This article follows on from Fighting totalitarianism: lessons from the White Rose resistance Part I

On 1 May 1942, after two years of National Labour Service, Sophie Scholl was finally able to join her brother Hans at Munich University. That night she was introduced to Alex Schmorell and told of the plans he and Hans had been hatching over the previous months to disseminate anti-Nazi leaflets. The following day Sophie asked her boyfriend if he could use his influence as a Luftwaffe officer to requisition a duplicating machine.

On starting her university studies in philosophy and natural science, Sophie entered a world which had become thoroughly Nazified. Munich was the largest university in Germany and like the rest had been purged under the official policy of Gleichschaltung, the enforced conformity that brought public institutions into line with Nazi ideology. The Minister for Culture in Bavaria had told the Munich professors that their job was not to determine whether something was true or not, but whether it was in the spirit of National Socialism. He had been the principal speaker in May 1933 when books deemed unacceptable were thrown onto a large bonfire in the centre of Munich, symbolising the purging of German culture from corruption. 

During the months that followed, hundreds of intellectuals were removed from universities across Germany; some academics fled the country, while others went to ground, but the majority simply went along with the new system, or in some cases, such as the philosopher Martin Heidegger, fully approved of Hitler. This state of affairs has been described as la trahison des clercs after the title of the novel The betrayal of the intellectuals (1927) by the French philosopher and novelist Julien Benda. 

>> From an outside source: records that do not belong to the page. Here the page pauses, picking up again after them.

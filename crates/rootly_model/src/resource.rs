//! Resources synchronized from Rootly.

use serde::{Deserialize, Serialize};
use std::collections::BTreeMap;
use std::fmt;

/// Free-form display attributes attached to a resource.
pub type Profile = BTreeMap<String, serde_json::Value>;

/// The category of a synchronized entity.
#[derive(Debug, Clone, Copy, PartialEq, Eq, Hash, PartialOrd, Ord, Serialize, Deserialize)]
#[serde(rename_all = "lowercase")]
pub enum ResourceKind {
    /// A Rootly user.
    User,
    /// A Rootly team (a "group" upstream).
    Team,
    /// An on-call schedule.
    Schedule,
    /// A stored secret.
    Secret,
}

impl ResourceKind {
    /// All kinds, in sync order.
    pub const ALL: [ResourceKind; 4] = [
        ResourceKind::User,
        ResourceKind::Team,
        ResourceKind::Secret,
        ResourceKind::Schedule,
    ];

    /// Returns the stable type identifier.
    pub fn id(&self) -> &'static str {
        match self {
            ResourceKind::User => "user",
            ResourceKind::Team => "team",
            ResourceKind::Schedule => "schedule",
            ResourceKind::Secret => "secret",
        }
    }

    /// Returns the human readable name.
    pub fn display_name(&self) -> &'static str {
        match self {
            ResourceKind::User => "User",
            ResourceKind::Team => "Team",
            ResourceKind::Schedule => "Schedule",
            ResourceKind::Secret => "Secret",
        }
    }
}

impl fmt::Display for ResourceKind {
    fn fmt(&self, f: &mut fmt::Formatter<'_>) -> fmt::Result {
        f.write_str(self.id())
    }
}

/// Identifies a resource by kind and upstream id.
#[derive(Debug, Clone, PartialEq, Eq, Hash, PartialOrd, Ord, Serialize, Deserialize)]
pub struct ResourceId {
    /// Resource kind.
    pub kind: ResourceKind,
    /// Upstream identifier.
    pub id: String,
}

impl ResourceId {
    /// Creates a new resource id.
    pub fn new(kind: ResourceKind, id: impl Into<String>) -> Self {
        Self {
            kind,
            id: id.into(),
        }
    }

    /// Creates a user resource id.
    pub fn user(id: impl Into<String>) -> Self {
        Self::new(ResourceKind::User, id)
    }

    /// Creates a team resource id.
    pub fn team(id: impl Into<String>) -> Self {
        Self::new(ResourceKind::Team, id)
    }

    /// Creates a schedule resource id.
    pub fn schedule(id: impl Into<String>) -> Self {
        Self::new(ResourceKind::Schedule, id)
    }

    /// Creates a secret resource id.
    pub fn secret(id: impl Into<String>) -> Self {
        Self::new(ResourceKind::Secret, id)
    }
}

impl fmt::Display for ResourceId {
    fn fmt(&self, f: &mut fmt::Formatter<'_>) -> fmt::Result {
        write!(f, "{}:{}", self.kind, self.id)
    }
}

/// Account status of a user.
#[derive(Debug, Clone, Copy, PartialEq, Eq, Serialize, Deserialize)]
#[serde(rename_all = "lowercase")]
pub enum UserStatus {
    /// The account can sign in.
    Enabled,
    /// The account is disabled.
    Disabled,
}

/// User-shaped resource details.
#[derive(Debug, Clone, PartialEq, Serialize, Deserialize)]
pub struct UserTrait {
    /// Primary email address.
    pub email: String,
    /// Account status.
    pub status: UserStatus,
    /// Creation timestamp (RFC 3339), when known.
    #[serde(skip_serializing_if = "Option::is_none")]
    pub created_at: Option<String>,
}

/// Secret-shaped resource details.
#[derive(Debug, Clone, PartialEq, Serialize, Deserialize)]
pub struct SecretTrait {
    /// Creation timestamp (RFC 3339), when known.
    #[serde(skip_serializing_if = "Option::is_none")]
    pub created_at: Option<String>,
}

/// The shape a resource takes in the access graph.
#[derive(Debug, Clone, PartialEq, Serialize, Deserialize)]
#[serde(tag = "shape", rename_all = "lowercase")]
pub enum ResourceTrait {
    /// A principal.
    User(UserTrait),
    /// A group of principals.
    Group,
    /// A credential.
    Secret(SecretTrait),
}

/// A synchronized resource.
///
/// Resources are created by a List call and are never mutated afterwards.
#[derive(Debug, Clone, PartialEq, Serialize, Deserialize)]
pub struct Resource {
    /// Resource identifier.
    pub id: ResourceId,
    /// Display name.
    pub display_name: String,
    /// Parent resource, if the host listed this resource under one.
    #[serde(skip_serializing_if = "Option::is_none")]
    pub parent_id: Option<ResourceId>,
    /// Resource shape.
    #[serde(rename = "trait")]
    pub shape: ResourceTrait,
    /// Display-only attributes.
    #[serde(skip_serializing_if = "BTreeMap::is_empty", default)]
    pub profile: Profile,
}

impl Resource {
    /// Creates a new resource.
    pub fn new(id: ResourceId, display_name: impl Into<String>, shape: ResourceTrait) -> Self {
        Self {
            id,
            display_name: display_name.into(),
            parent_id: None,
            shape,
            profile: Profile::new(),
        }
    }

    /// Sets the parent resource.
    pub fn with_parent(mut self, parent_id: Option<ResourceId>) -> Self {
        self.parent_id = parent_id;
        self
    }

    /// Sets the profile.
    pub fn with_profile(mut self, profile: Profile) -> Self {
        self.profile = profile;
        self
    }

    /// Returns the resource kind.
    pub fn kind(&self) -> ResourceKind {
        self.id.kind
    }
}

#[cfg(test)]
mod tests {
    use super::*;

    #[test]
    fn kind_identifiers() {
        assert_eq!(ResourceKind::User.id(), "user");
        assert_eq!(ResourceKind::Schedule.display_name(), "Schedule");
        assert_eq!(ResourceKind::Team.to_string(), "team");
    }

    #[test]
    fn resource_id_display() {
        assert_eq!(ResourceId::schedule("S1").to_string(), "schedule:S1");
        assert_eq!(ResourceId::user("96913").to_string(), "user:96913");
    }

    #[test]
    fn resource_builder() {
        let parent = ResourceId::team("T1");
        let resource = Resource::new(ResourceId::schedule("S1"), "Primary", ResourceTrait::Group)
            .with_parent(Some(parent.clone()));

        assert_eq!(resource.kind(), ResourceKind::Schedule);
        assert_eq!(resource.parent_id, Some(parent));
        assert!(resource.profile.is_empty());
    }

    #[test]
    fn resource_serializes_trait_shape() {
        let resource = Resource::new(
            ResourceId::user("1"),
            "Sam",
            ResourceTrait::User(UserTrait {
                email: "sam@example.com".into(),
                status: UserStatus::Enabled,
                created_at: None,
            }),
        );
        let json = serde_json::to_value(&resource).unwrap();
        assert_eq!(json["trait"]["shape"], "user");
        assert_eq!(json["trait"]["status"], "enabled");
        assert!(json.get("parent_id").is_none());
    }
}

Membership of the Hitler Youth Movement had been compulsory for several years, so the student body Sophie joined was largely Nazi in attitude and outlook, and Nazi policies were championed in both classroom and corridor. All student groups were strictly supervised by young zealots from the National Socialist Student Union who monitored the words and actions of students and professors alike. The ideological police were ever on the lookout for signs of defeatism, subversion or irreverence towards authority. On entering this world Sophie found that it was possible, by careful choice of subjects, to avoid courses in ‘racial hygiene’ and to outwit the system. Both philosophy and science contained pockets of comparative latitude, and there were other subjects that offered a haven and were receptive to dissidents.

The circle of friends that formed around Alex and Hans was not a formal club with its own rules and membership list, yet it had a well-defined identity and its unspoken standards were recognised by all within it. Those belonging could sense whether someone else should be allowed to join them; as one of them wrote in his diary, “We felt each other out”. 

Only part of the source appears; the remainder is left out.